Task prompt
Within the data below, find the string "LoginOutcome" and return each line where it occurs.

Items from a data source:
#####

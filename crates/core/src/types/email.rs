//! Email address type.
//!
//! Emails double as storage keys, so they are compared and stored verbatim:
//! no lowercasing, no trimming. `"A@x.com"` and `"a@x.com"` are two identities.

use core::fmt;

use serde::{Deserialize, Serialize};

/// Errors that can occur when parsing an [`Email`].
#[derive(thiserror::Error, Debug, Clone, PartialEq, Eq)]
pub enum EmailError {
    /// The input string is empty.
    #[error("email cannot be empty")]
    Empty,
    /// The input string is too long.
    #[error("email must be at most {max} characters")]
    TooLong {
        /// Maximum allowed length.
        max: usize,
    },
    /// The input contains whitespace or control characters.
    #[error("email cannot contain whitespace or control characters")]
    InvalidCharacter,
    /// The input does not contain an @ symbol.
    #[error("email must contain an @ symbol")]
    MissingAtSymbol,
    /// The input contains more than one @ symbol.
    #[error("email must contain exactly one @ symbol")]
    MultipleAtSymbols,
    /// The local part (before @) is empty.
    #[error("email local part cannot be empty")]
    EmptyLocalPart,
    /// The domain part (after @) is empty.
    #[error("email domain cannot be empty")]
    EmptyDomain,
}

/// A validated email address, used verbatim as the user record key.
///
/// ## Constraints
///
/// - Length: 1-254 characters (RFC 5321 limit)
/// - No whitespace or control characters
/// - Exactly one @ symbol with a non-empty local part and domain
///
/// ## Examples
///
/// ```
/// use orion_core::Email;
///
/// assert!(Email::parse("a@x.com").is_ok());
/// assert!(Email::parse("user.name+tag@domain.co.uk").is_ok());
///
/// assert!(Email::parse("").is_err());
/// assert!(Email::parse("no-at-symbol").is_err());
/// assert!(Email::parse("a@b@c").is_err());
/// assert!(Email::parse("a @x.com").is_err());
/// ```
#[derive(Debug, Clone, Serialize, Deserialize, PartialEq, Eq, Hash)]
#[serde(try_from = "String", into = "String")]
pub struct Email(String);

impl Email {
    /// Maximum length of an email address (RFC 5321).
    pub const MAX_LENGTH: usize = 254;

    /// Parse an `Email` from a string.
    ///
    /// # Errors
    ///
    /// Returns an [`EmailError`] describing the first constraint the input
    /// violates.
    pub fn parse(s: &str) -> Result<Self, EmailError> {
        if s.is_empty() {
            return Err(EmailError::Empty);
        }

        if s.len() > Self::MAX_LENGTH {
            return Err(EmailError::TooLong {
                max: Self::MAX_LENGTH,
            });
        }

        if s.chars().any(|c| c.is_whitespace() || c.is_control()) {
            return Err(EmailError::InvalidCharacter);
        }

        let (local, domain) = s.split_once('@').ok_or(EmailError::MissingAtSymbol)?;

        if domain.contains('@') {
            return Err(EmailError::MultipleAtSymbols);
        }
        if local.is_empty() {
            return Err(EmailError::EmptyLocalPart);
        }
        if domain.is_empty() {
            return Err(EmailError::EmptyDomain);
        }

        Ok(Self(s.to_owned()))
    }

    /// Returns the email address as a string slice.
    #[must_use]
    pub fn as_str(&self) -> &str {
        &self.0
    }
}

impl fmt::Display for Email {
    fn fmt(&self, f: &mut fmt::Formatter<'_>) -> fmt::Result {
        f.write_str(&self.0)
    }
}

impl std::str::FromStr for Email {
    type Err = EmailError;

    fn from_str(s: &str) -> Result<Self, Self::Err> {
        Self::parse(s)
    }
}

impl TryFrom<String> for Email {
    type Error = EmailError;

    fn try_from(value: String) -> Result<Self, Self::Error> {
        Self::parse(&value)
    }
}

impl From<Email> for String {
    fn from(email: Email) -> Self {
        email.0
    }
}

impl AsRef<str> for Email {
    fn as_ref(&self) -> &str {
        &self.0
    }
}
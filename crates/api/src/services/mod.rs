//! Business logic services.
//!
//! # Services
//!
//! - `identity` - User record lifecycle (create, read, update, delete)
//! - `authn` - Password login, logout
//! - `health` - Backend liveness/readiness
//! - `hasher` - Argon2 password hashing
//!
//! Routes never talk to the services directly. They go through
//! [`Handlers`], which owns one of each and exposes them as the
//! [`IdentityOperations`], [`AuthnOperations`] and [`HealthOperations`]
//! capabilities.

pub mod authn;
pub mod hasher;
pub mod health;
pub mod identity;

use std::sync::Arc;

use async_trait::async_trait;
use orion_core::{Email, UserProfile};
use secrecy::SecretString;
use url::Url;

use crate::context::RequestContext;
use crate::db::RecordStore;
use crate::models::{Credentials, NewUser, UserUpdate};

use self::authn::{AuthnError, AuthnService, LoginOutcome};
use self::hasher::PasswordHasher;
use self::health::{HealthError, HealthService};
use self::identity::{IdentityError, IdentityService};

/// User lifecycle capability.
#[async_trait]
pub trait IdentityOperations: Send + Sync {
    /// See [`IdentityService::create_user`].
    async fn create_user(
        &self,
        ctx: &RequestContext,
        new_user: NewUser,
    ) -> Result<UserProfile, IdentityError>;

    /// See [`IdentityService::get_user`].
    async fn get_user(
        &self,
        ctx: &RequestContext,
        email: &Email,
    ) -> Result<UserProfile, IdentityError>;

    /// See [`IdentityService::update_user`].
    async fn update_user(
        &self,
        ctx: &RequestContext,
        email: &Email,
        update: UserUpdate,
    ) -> Result<UserProfile, IdentityError>;

    /// See [`IdentityService::update_user_password`].
    async fn update_user_password(
        &self,
        ctx: &RequestContext,
        email: &Email,
        password: &SecretString,
    ) -> Result<(), IdentityError>;

    /// See [`IdentityService::delete_user`].
    async fn delete_user(&self, ctx: &RequestContext, email: &Email) -> Result<(), IdentityError>;
}

/// Login capability.
#[async_trait]
pub trait AuthnOperations: Send + Sync {
    /// See [`AuthnService::login`].
    async fn login(
        &self,
        ctx: &RequestContext,
        credentials: Credentials,
    ) -> Result<LoginOutcome, AuthnError>;

    /// See [`AuthnService::logout`].
    fn logout(&self, ctx: &RequestContext);
}

/// Health check capability.
#[async_trait]
pub trait HealthOperations: Send + Sync {
    /// See [`HealthService::alive`].
    async fn alive(&self, ctx: &RequestContext) -> Result<(), HealthError>;

    /// See [`HealthService::ready`].
    async fn ready(&self, ctx: &RequestContext) -> Result<(), HealthError>;
}

/// Facade owning every service, delegating each capability explicitly.
#[derive(Clone)]
pub struct Handlers {
    identity: IdentityService,
    authn: AuthnService,
    health: HealthService,
}

impl Handlers {
    /// Build all services over one record store and hasher.
    #[must_use]
    pub fn new(
        records: RecordStore,
        hasher: Arc<dyn PasswordHasher>,
        sso_confirm_url: Url,
    ) -> Self {
        Self {
            identity: IdentityService::new(records.clone(), Arc::clone(&hasher)),
            authn: AuthnService::new(records.clone(), hasher, sso_confirm_url),
            health: HealthService::new(records),
        }
    }

    /// The health service.
    #[must_use]
    pub const fn health(&self) -> &HealthService {
        &self.health
    }
}

#[async_trait]
impl IdentityOperations for Handlers {
    async fn create_user(
        &self,
        ctx: &RequestContext,
        new_user: NewUser,
    ) -> Result<UserProfile, IdentityError> {
        self.identity.create_user(ctx, new_user).await
    }

    async fn get_user(
        &self,
        ctx: &RequestContext,
        email: &Email,
    ) -> Result<UserProfile, IdentityError> {
        self.identity.get_user(ctx, email).await
    }

    async fn update_user(
        &self,
        ctx: &RequestContext,
        email: &Email,
        update: UserUpdate,
    ) -> Result<UserProfile, IdentityError> {
        self.identity.update_user(ctx, email, update).await
    }

    async fn update_user_password(
        &self,
        ctx: &RequestContext,
        email: &Email,
        password: &SecretString,
    ) -> Result<(), IdentityError> {
        self.identity.update_user_password(ctx, email, password).await
    }

    async fn delete_user(&self, ctx: &RequestContext, email: &Email) -> Result<(), IdentityError> {
        self.identity.delete_user(ctx, email).await
    }
}

#[async_trait]
impl AuthnOperations for Handlers {
    async fn login(
        &self,
        ctx: &RequestContext,
        credentials: Credentials,
    ) -> Result<LoginOutcome, AuthnError> {
        self.authn.login(ctx, credentials).await
    }

    fn logout(&self, ctx: &RequestContext) {
        self.authn.logout(ctx);
    }
}

#[async_trait]
impl HealthOperations for Handlers {
    async fn alive(&self, ctx: &RequestContext) -> Result<(), HealthError> {
        self.health.alive(ctx).await
    }

    async fn ready(&self, ctx: &RequestContext) -> Result<(), HealthError> {
        self.health.ready(ctx).await
    }
}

#####

Solution to the problem
use self::authn::{AuthnError, AuthnService, LoginOutcome};
    ) -> Result<LoginOutcome, AuthnError>;
    ) -> Result<LoginOutcome, AuthnError> {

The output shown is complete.